The Perseverance rover has spent almost two Earth years on Mars, which is just a single Martian year. With a full seasonal cycle in the books, researchers from the University of the Basque Country in Madrid have released the first detailed weather report from Perseverance. The study, published in Nature Geoscience, explores how temperature, wind speed, and atmospheric pressure vary over time in Jezero Crater.

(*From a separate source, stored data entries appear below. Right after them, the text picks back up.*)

//! Renderer for sprite animation frames
//!
//! Pieces are assembled tile by tile and pasted onto a fixed-size canvas with
//! their pivot measured from the canvas centre.

use crate::{
    bitmap::Bitmap,
    error::{DecodeWarning, Diagnostics},
    palette::{ChannelScale, Palette},
    sprite::{
        model::{FrameRecord, PieceRecord},
        resolve_chunk_grid,
    },
    tile::{rasterize, tile_offset, ColorDepth, Flip, TILE_ADDRESS_UNIT, TILE_DIM},
};

/// Canvas settings for one archive.
#[derive(Debug, Clone, Copy, PartialEq, Eq)]
pub struct CanvasConfig {
    pub width: u32,
    pub height: u32,
    /// Palette bank (0-15) used by 4bpp pieces
    pub palette_num: u8,
    /// Draw on a transparent RGBA canvas so tile edges stay visible
    pub tile_bounds: bool,
    pub scale: ChannelScale,
}

impl Default for CanvasConfig {
    fn default() -> Self {
        CanvasConfig {
            width: 256,
            height: 256,
            palette_num: 0,
            tile_bounds: false,
            scale: ChannelScale::Raw,
        }
    }
}

impl CanvasConfig {
    fn bank_for(&self, piece: &PieceRecord) -> u8 {
        if piece.second_palette {
            ((self.palette_num & 0x0F) + 1) & 0x0F
        } else {
            self.palette_num & 0x0F
        }
    }
}

/// Composites every piece of one frame.
pub fn render_frame(
    data: &[u8],
    frame_idx: usize,
    frame: &FrameRecord,
    pieces: &[PieceRecord],
    config: &CanvasConfig,
    palette: &Palette,
    diagnostics: &mut Diagnostics,
) -> Bitmap {
    let mut canvas = if config.tile_bounds {
        Bitmap::new_rgba(config.width, config.height)
    } else {
        Bitmap::new_indexed(config.width, config.height)
    };

    for (piece_idx, piece) in pieces.iter().enumerate() {
        let Some((grid_w, grid_h)) = resolve_chunk_grid(piece.chunk_code) else {
            diagnostics.warn(DecodeWarning::UnknownChunkSize {
                frame: frame_idx,
                piece: piece_idx,
                code: piece.chunk_code,
            });
            continue;
        };

        let piece_img = render_piece(
            data,
            frame,
            piece,
            (grid_w, grid_h),
            config,
            palette,
            diagnostics,
        );

        let x = piece.pivot_x as i64 + (config.width / 2) as i64;
        let y = piece.pivot_y as i64 + (config.height / 2) as i64;
        canvas.paste(&piece_img, x, y, palette);
    }

    canvas
}

/// Lays a piece's tiles out row-major, reading them back to back.
fn render_piece(
    data: &[u8],
    frame: &FrameRecord,
    piece: &PieceRecord,
    (grid_w, grid_h): (u32, u32),
    config: &CanvasConfig,
    palette: &Palette,
    diagnostics: &mut Diagnostics,
) -> Bitmap {
    let depth = if piece.is_8bpp {
        ColorDepth::Bpp8
    } else {
        ColorDepth::Bpp4
    };
    let bank = config.bank_for(piece);
    let start = frame.tile_data_start as usize + piece.tile_start as usize * TILE_ADDRESS_UNIT;

    let mut piece_img = Bitmap::new_indexed(grid_w * TILE_DIM, grid_h * TILE_DIM);
    for t in 0..grid_w * grid_h {
        let offset = tile_offset(start, t as usize, depth);
        match rasterize(data, offset, depth, bank, Flip::None, config.scale) {
            Ok(tile) => {
                let x = (t % grid_w) * TILE_DIM;
                let y = (t / grid_w) * TILE_DIM;
                piece_img.paste(&tile, x as i64, y as i64, palette);
            }
            Err(e) => {
                // later tiles of the piece sit further along, so stop here
                diagnostics.warn(DecodeWarning::TileOutOfRange {
                    offset: e.offset as u64,
                });
                break;
            }
        }
    }
    piece_img
}

#[cfg(test)]
mod tests {
    use super::*;

    fn piece(second_palette: bool) -> PieceRecord {
        PieceRecord {
            pivot_x: 0,
            pivot_y: 0,
            tile_start: 0,
            chunk_code: 0,
            is_8bpp: false,
            second_palette,
        }
    }

    #[test]
    fn second_palette_wraps_for_any_bank_number() {
        for (palette_num, first, second) in [(0u8, 0u8, 1u8), (14, 14, 15), (15, 15, 0), (255, 15, 0), (16, 0, 1)] {
            let config = CanvasConfig {
                palette_num,
                ..CanvasConfig::default()
            };
            assert_eq!(config.bank_for(&piece(false)), first, "palette {}", palette_num);
            assert_eq!(config.bank_for(&piece(true)), second, "palette {}", palette_num);
        }
    }
}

Perseverance is equipped with seven major scientific instruments, including the MEDA (Mars Environmental Dynamics Analyzer). This tool is under the supervision of researcher José Antonio Rodríguez-Manfredi, who works at the university’s Centre for Astrobiology (CAB). MEDA includes sensors that can monitor temperature, pressure, wind speed, humidity, and dust concentrations.
Jezero Crater is near the planet’s equator, but it never gets very warm there. Perseverance reports the average temperature is -67 degrees Fahrenheit (-55 degrees Celsius), but the temperature swings wildly throughout the day, with temperatures between 50 and 60 degrees Celsius warmer during the day than at night. As temperatures drop off at night, so does the wind. The CAB researchers report that heating of the thin Martian atmosphere generates turbulent air movements due to convection. When the sun sets, the air settles. Perseverance recorded strong winds moving to the southeast during the day, reaching speeds of 82 feet (25 meters) per second. In the afternoon, winds dropped to just 13 feet (4 meters) per second, and the wind often died completely from 4 to 6 a.m. local time.
Pressure sensors in MEDA show a marked change throughout the year. The daily thermal cycle causes its own fluctuations, of course, but the melting and refreezing of the planet’s carbon dioxide ice caps produce a denser atmosphere during the Martian summer and a thinner one in the winter.
NASA chose Jezero Crater as the landing zone because there’s a huge ancient river delta inside it that could contain evidence of ancient life. As it turns out, Jezero Crater also has an extraordinary number of whirlwinds (or dust devils, if you prefer) compared with other regions on Mars. Perseverance regularly detected very large whirlwinds measuring more than 328 feet (100 meters) in diameter.
While it’s nice to have a weather report from another world, it’s more than a novelty. A better understanding of the Martian atmosphere will help NASA plan future automated missions, as well as hypothetical future crewed Mars landings. Perseverance can pave the way while it searches for its next prized rock sample.